Copyright su Internet, monito di Confalonieri: "Senza regole saltiamo tutti"

Il presidente di Mediaset a margine di un convegno sul diritto d'autore online: "Bisogna superare il concetto di 'gratis', e pagare per il lavoro altrui"

Il presidente di Mediaset Fedele Confalonieri con Anna Maria Tarantola, presidente Rai
Il presidente di Mediaset Fedele Confalonieri con Anna Maria Tarantola, presidente Rai

"Se non si rispetta il copyright saltiamo tutti", avverte Fedele Confalonieri, intervenendo a margine del convegno " Copyright on line: nuove regole per nuovi scenari digitali", organizzato da Mediaset. "Ci sono signori che non pagano nulla, impiegano pochissima gente e ci prendono in giro. Bisogna superare il concetto di 'gratis' - ha proseguito - bisogna pagare, il concetto di 'gratis' non può più esistere, non possiamo essere presi in giro. Quando Berlusconi iniziò a fare tv comprò per due miliardi l'archivio della Titanus. Oggi non paga un accidente nessuno. Il concetto di 'settimo non rubare' - ha concluso - facciamolo diventare una regola anche per internet."

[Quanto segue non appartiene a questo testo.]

impl ThreadContextManager {
    pub fn new(provider: Arc<dyn LlmProvider>, options: TurnOptions) -> Self {
        Self {
            provider,
            options,
            threads: HashMap::new(),
            next_session_id: 0,
        }
    }

    pub fn provider(&self) -> Arc<dyn LlmProvider> {
        Arc::clone(&self.provider)
    }

    pub fn options(&self) -> &TurnOptions {
        &self.options
    }

    pub fn set_options(&mut self, options: TurnOptions) {
        self.options = options;
    }

    pub fn thread(&self, node_id: &NodeId) -> Option<&Thread> {
        self.threads.get(node_id)
    }

    pub fn len(&self) -> usize {
        self.threads.len()
    }

    pub fn is_empty(&self) -> bool {
        self.threads.is_empty()
    }

    /// Returns the node's thread, creating it on first use.
    ///
    /// A new thread takes its documents from `history` and snapshots the parent
    /// thread's effective documents, if the parent has a thread. Later changes to the
    /// parent are not seen.
    pub fn resolve_thread(
        &mut self,
        node_id: &NodeId,
        history: &[Message],
        parent_id: Option<&NodeId>,
    ) -> &Thread {
        let thread = match self.threads.remove(node_id) {
            Some(existing) => existing,
            None => {
                let inherited = parent_id
                    .and_then(|id| self.threads.get(id))
                    .map(Thread::effective_documents)
                    .unwrap_or_default();
                let seed = ThreadSeed {
                    own_history: history,
                    replay: context::to_provider_history(history),
                    inherited,
                };
                self.create_thread(node_id, parent_id, seed)
            }
        };
        self.threads.entry(node_id.clone()).or_insert(thread)
    }

    /// Like [`Self::resolve_thread`], but a new thread inherits exactly
    /// `seed.inherited` instead of whatever the parent thread holds now.
    pub fn resolve_seeded(
        &mut self,
        node_id: &NodeId,
        parent_id: Option<&NodeId>,
        seed: ThreadSeed<'_>,
    ) -> &Thread {
        let thread = match self.threads.remove(node_id) {
            Some(existing) => existing,
            None => self.create_thread(node_id, parent_id, seed),
        };
        self.threads.entry(node_id.clone()).or_insert(thread)
    }

    fn create_thread(
        &mut self,
        node_id: &NodeId,
        parent_id: Option<&NodeId>,
        seed: ThreadSeed<'_>,
    ) -> Thread {
        let parent_thread_id = parent_id
            .filter(|id| self.threads.contains_key(*id))
            .cloned();

        self.next_session_id += 1;
        let thread = Thread {
            node_id: node_id.clone(),
            session_id: self.next_session_id,
            parent_thread_id,
            document_context: DocumentSet::from_history(seed.own_history),
            inherited_documents: seed.inherited,
            history: seed.replay,
            turns: 0,
            cancel: CancellationToken::new(),
        };

        tracing::info!(
            node_id = %node_id,
            session_id = thread.session_id,
            parent_thread_id = ?thread.parent_thread_id,
            documents = thread.document_context.len(),
            inherited = thread.inherited_documents.len(),
            "created thread"
        );
        thread
    }

    /// Merges documents found in `history` into the node's thread. Never removes any.
    pub fn refresh_documents(&mut self, node_id: &NodeId, history: &[Message]) -> usize {
        let Some(thread) = self.threads.get_mut(node_id) else {
            tracing::debug!(node_id = %node_id, "refresh skipped for node without thread");
            return 0;
        };

        let added = thread
            .document_context
            .merge(&DocumentSet::from_history(history));
        if added > 0 {
            tracing::debug!(node_id = %node_id, added, "refreshed thread documents");
        }
        added
    }

    pub fn branch_thread(
        &mut self,
        source_id: &NodeId,
        new_id: &NodeId,
        history: &[Message],
    ) -> &Thread {
        self.resolve_thread(new_id, history, Some(source_id))
    }

    pub fn effective_documents(&self, node_id: &NodeId) -> ThreadResult<DocumentSet> {
        self.threads
            .get(node_id)
            .map(Thread::effective_documents)
            .context(ThreadNotFoundSnafu {
                stage: "thread-effective-documents",
                node_id: node_id.clone(),
            })
    }

    /// Sends a user turn upstream and hands back the live stream. Nothing is added to
    /// the session history until [`Self::commit_turn`].
    pub fn open_turn(
        &mut self,
        node_id: &NodeId,
        text: &str,
        attachments: &[Attachment],
    ) -> ThreadResult<OpenTurn> {
        let thread = self.threads.get_mut(node_id).context(ThreadNotFoundSnafu {
            stage: "thread-open-turn",
            node_id: node_id.clone(),
        })?;

        thread.turns += 1;
        let target = StreamTarget::new(thread.session_id, thread.turns);
        let prompt = Message::user(text, attachments.to_vec()).to_provider_message();
        let documents = thread.effective_documents();
        let request = context::build_request(
            target,
            &self.options,
            thread.history.clone(),
            prompt.clone(),
            documents.iter(),
        );

        tracing::debug!(
            node_id = %node_id,
            target = ?target,
            messages = request.messages.len(),
            documents = request.documents.len(),
            attachments = attachments.len(),
            "opening turn"
        );

        let handle = self
            .provider
            .stream_chat(request)
            .map_err(|error| ThreadError::from_provider("thread-open-turn-stream", &error))?;

        Ok(OpenTurn {
            target,
            handle,
            prompt,
            attachments: attachments.to_vec(),
            session_cancel: thread.cancel.child_token(),
        })
    }

    /// Records a finished exchange in the session history and adopts the turn's
    /// document attachments. A turn that is never committed leaves no trace.
    pub fn commit_turn(
        &mut self,
        node_id: &NodeId,
        prompt: ProviderMessage,
        attachments: &[Attachment],
        answer: &str,
    ) -> ThreadResult<()> {
        let thread = self.threads.get_mut(node_id).context(ThreadNotFoundSnafu {
            stage: "thread-commit-turn",
            node_id: node_id.clone(),
        })?;
        let added = thread.document_context.extend_from(attachments);
        thread.history.push(prompt);
        thread
            .history
            .push(ProviderMessage::new(arbor_llm::Role::Model, answer));
        tracing::debug!(node_id = %node_id, new_documents = added, "committed turn");
        Ok(())
    }

    /// One full non-interactive turn: send, wait for the answer, commit.
    pub async fn send_turn(
        &mut self,
        node_id: &NodeId,
        text: &str,
        attachments: &[Attachment],
    ) -> ThreadResult<String> {
        let turn = self.open_turn(node_id, text, attachments)?;
        let answer = collect_answer(turn.handle)
            .await
            .map_err(|error| ThreadError::from_provider("thread-send-turn", &error))?;
        self.commit_turn(node_id, turn.prompt, &turn.attachments, &answer)?;
        Ok(answer)
    }

    pub fn dispose(&mut self, node_id: &NodeId) -> bool {
        match self.threads.remove(node_id) {
            Some(thread) => {
                thread.cancel.cancel();
                tracing::debug!(
                    node_id = %node_id,
                    session_id = thread.session_id,
                    "disposed thread"
                );
                true
            }
            None => false,
        }
    }

    pub fn dispose_all(&mut self) {
        for (_, thread) in self.threads.drain() {
            thread.cancel.cancel();
        }
        tracing::debug!("disposed all threads");
    }
}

Il Presidente di Mediaset, che già a marzo si era fatto sentire contro i meccanismi del web parlando di Beppe Grillo e delle nuove creature politiche nate online, ha stigmatizzato l'assenza di regole che caratterizza la situazione attuale dell'online, come riporta il sito di Tgcom24: "Spendiamo un miliardo e 200 milioni per il palinsesto, abbiamo una marea di regole, se scappa un capezzolo in fascia protetta si scatena l'ira di Dio, e su Internet non c'è nulla."
Un allarme sui danni provocati dalla pirateria online è stato lanciato anche da Rodolfo De Laurentiis, presidente di Confindustria Radio tv, che nel corso del medesimo convegno ha ricordato come "i danni per la pirateria ammontano a circa tre miliardi in tre anni, metà per l'utilizzo illegale di contenuti audiovisivi e metà di software. Sono a rischio in tre anni 20mila posti di lavoro".